Colonized to Canonized


Kateri Tekakwitha
Recently I read an article in the Chronicle Herald, it was a front page article on Monday, October 22 2012 titled Lily of the Mohawks, and it was about how the Vatican had canonized its first Aboriginal saint named Kateri Tekakwitha, who was a young Aboriginal woman that was born in 1656. Other articles further expand on the new canonizations stating that seven new saints were canonized in, what the articles have said is, an effort to revive Christianity in places where is it lagging. Much celebration was had in Rome and throughout the world. Some things of note from the Chronicle Herald article are that her parents died of smallpox which did not exsist in the Americas and is something that can be linked to colonialism, and that the pope spoke in both French and English to honor her “Canadian-ness.” I want to talk about how religion, in this case Christianity, is used for the continued enforcement of imperial rule and colonial advancement. One of the first things new colonist brought to north America was religion, through religion the European colonist could “normalize” the native populations. Religion was used as a tool to attempt to bring the native population under the control
of an imperial force, either the church of England who’s head would have been the king, or the catholic church who’s head is the pope based in Rome, both European powers. The article was accompanied by a photo of a nun wearing a colourful headdress of dyed feathers.

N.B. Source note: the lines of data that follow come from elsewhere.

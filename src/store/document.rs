//! Schema-less documents, stored records, and driver result shapes
//!
//! Documents are opaque field-name-to-value maps. The effect layer passes
//! them through untouched: filters and update patches have meaning only to
//! the driver executing them.

use std::fmt;
use std::pin::Pin;
use std::task::{Context, Poll};

use futures::stream::Stream;
use serde::{Deserialize, Serialize};

use super::error::StoreError;

/// An opaque document: a mapping from field names to JSON values.
pub type Document = serde_json::Map<String, serde_json::Value>;

/// A query payload, matched against stored records by the driver.
pub type Filter = Document;

/// An update payload, applied to matched records by the driver.
pub type Update = Document;

/// Build a [`Document`] (or [`Filter`]/[`Update`]) from JSON-literal syntax.
///
/// # Examples
///
/// ```
/// use driftwood::doc;
///
/// let document = doc! { "name": "ada", "age": 36 };
/// assert_eq!(document["name"], "ada");
/// ```
#[macro_export]
macro_rules! doc {
    ($($body:tt)*) => {
        match $crate::__serde_json::json!({ $($body)* }) {
            $crate::__serde_json::Value::Object(map) => map,
            _ => unreachable!(),
        }
    };
}

/// Identity assigned to a record by the driver on insertion.
#[derive(Clone, Copy, Debug, PartialEq, Eq, PartialOrd, Ord, Hash, Serialize, Deserialize)]
pub struct RecordId(u64);

impl RecordId {
    /// Wrap a raw driver-assigned identity.
    pub fn new(raw: u64) -> Self {
        RecordId(raw)
    }

    /// The raw identity value.
    pub fn as_u64(&self) -> u64 {
        self.0
    }
}

impl fmt::Display for RecordId {
    fn fmt(&self, f: &mut fmt::Formatter<'_>) -> fmt::Result {
        self.0.fmt(f)
    }
}

/// A stored document together with its assigned identity.
#[derive(Clone, Debug, PartialEq, Serialize, Deserialize)]
pub struct Record {
    /// The driver-assigned identity.
    #[serde(rename = "_id")]
    pub id: RecordId,
    /// The document fields as inserted (and later patched).
    #[serde(flatten)]
    pub fields: Document,
}

/// Driver summary of a single-document insertion.
///
/// Carries the inserted record so callers can project it without a second
/// lookup.
#[derive(Clone, Debug, PartialEq)]
pub struct InsertOneResult {
    /// The record as stored, identity assigned.
    pub record: Record,
}

/// Driver summary of a multi-document insertion.
#[derive(Clone, Debug, PartialEq)]
pub struct InsertManyResult {
    /// The stored records, in input order.
    pub records: Vec<Record>,
}

/// Driver summary of a deletion.
#[derive(Clone, Copy, Debug, PartialEq, Eq)]
pub struct DeleteResult {
    /// Number of records removed.
    pub deleted_count: u64,
}

/// Driver summary of an update.
#[derive(Clone, Copy, Debug, PartialEq, Eq)]
pub struct UpdateResult {
    /// Number of records the filter matched.
    pub matched_count: u64,
    /// Number of matched records actually changed by the patch.
    pub modified_count: u64,
}

/// A stream of records produced by a driver `find`.
///
/// Materialize it with [`futures::TryStreamExt::try_collect`]; the derived
/// `find_many` operation does exactly that.
#[derive(Debug)]
pub struct Cursor {
    items: std::vec::IntoIter<Result<Record, StoreError>>,
}

impl Cursor {
    /// Build a cursor from per-record results.
    pub fn new(items: Vec<Result<Record, StoreError>>) -> Self {
        Cursor {
            items: items.into_iter(),
        }
    }

    /// Build a cursor over already-fetched records.
    pub fn from_records(records: Vec<Record>) -> Self {
        Cursor::new(records.into_iter().map(Ok).collect())
    }
}

impl Stream for Cursor {
    type Item = Result<Record, StoreError>;

    fn poll_next(self: Pin<&mut Self>, _cx: &mut Context<'_>) -> Poll<Option<Self::Item>> {
        Poll::Ready(self.get_mut().items.next())
    }

    fn size_hint(&self) -> (usize, Option<usize>) {
        self.items.size_hint()
    }
}

#[cfg(test)]
mod tests {
    use super::*;
    use futures::TryStreamExt;

    fn record(id: u64, name: &str) -> Record {
        Record {
            id: RecordId::new(id),
            fields: doc! { "name": name },
        }
    }

    #[test]
    fn test_doc_macro_builds_object() {
        let document = doc! { "name": "ada", "age": 36 };
        assert_eq!(document.len(), 2);
        assert_eq!(document["age"], 36);

        let empty = doc! {};
        assert!(empty.is_empty());
    }

    #[test]
    fn test_record_serializes_with_mongo_style_id() {
        let json = serde_json::to_value(record(7, "ada")).unwrap();
        assert_eq!(json["_id"], 7);
        assert_eq!(json["name"], "ada");
    }

    #[tokio::test]
    async fn test_cursor_yields_in_order() {
        let cursor = Cursor::from_records(vec![record(1, "a"), record(2, "b")]);
        let collected: Vec<Record> = cursor.try_collect().await.unwrap();
        assert_eq!(
            collected.iter().map(|r| r.id).collect::<Vec<_>>(),
            vec![RecordId::new(1), RecordId::new(2)]
        );
    }

    #[tokio::test]
    async fn test_cursor_surfaces_item_error() {
        let cursor = Cursor::new(vec![Ok(record(1, "a")), Err(StoreError::ConnectionClosed)]);
        let collected: Result<Vec<Record>, StoreError> = cursor.try_collect().await;
        assert_eq!(collected, Err(StoreError::ConnectionClosed));
    }
}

The appropriation of Aboriginal culture is not uncommon or is it new, we can see it in the characterization of

Aboriginals as “savages,” “primitives,” and “uncivilized” when used as mascots in most media, be it print, video or otherwise. In relation to the canonization of Kateri, she is revered for her ability to move past the “primitive” and embrace Catholicism in the face of exclusion from her “own people.” This move toward “normalization” is seen as a positive from conquering forces and can be linked to the Martha Steigman, Sherry Pictou movie, In the Same Boat, about how the department of fisheries and oceans in Canada (DFO) is attempting to control and normalize the Aboriginal fisheries  through the process of offering them money and resources to fish under the DFO rules after it had been asserted by the supreme court of Canada that Aboriginal fisheries could operate as per treaty agreements outlined in the Marshall decision. This link is like the church control and “normalization” of Aboriginal populations through the use of religion to change the way that Aboriginals see the world by replacing a traditional value system, be it how aboriginals self-manage natural resources, or what they hold as sacred, with a European value system.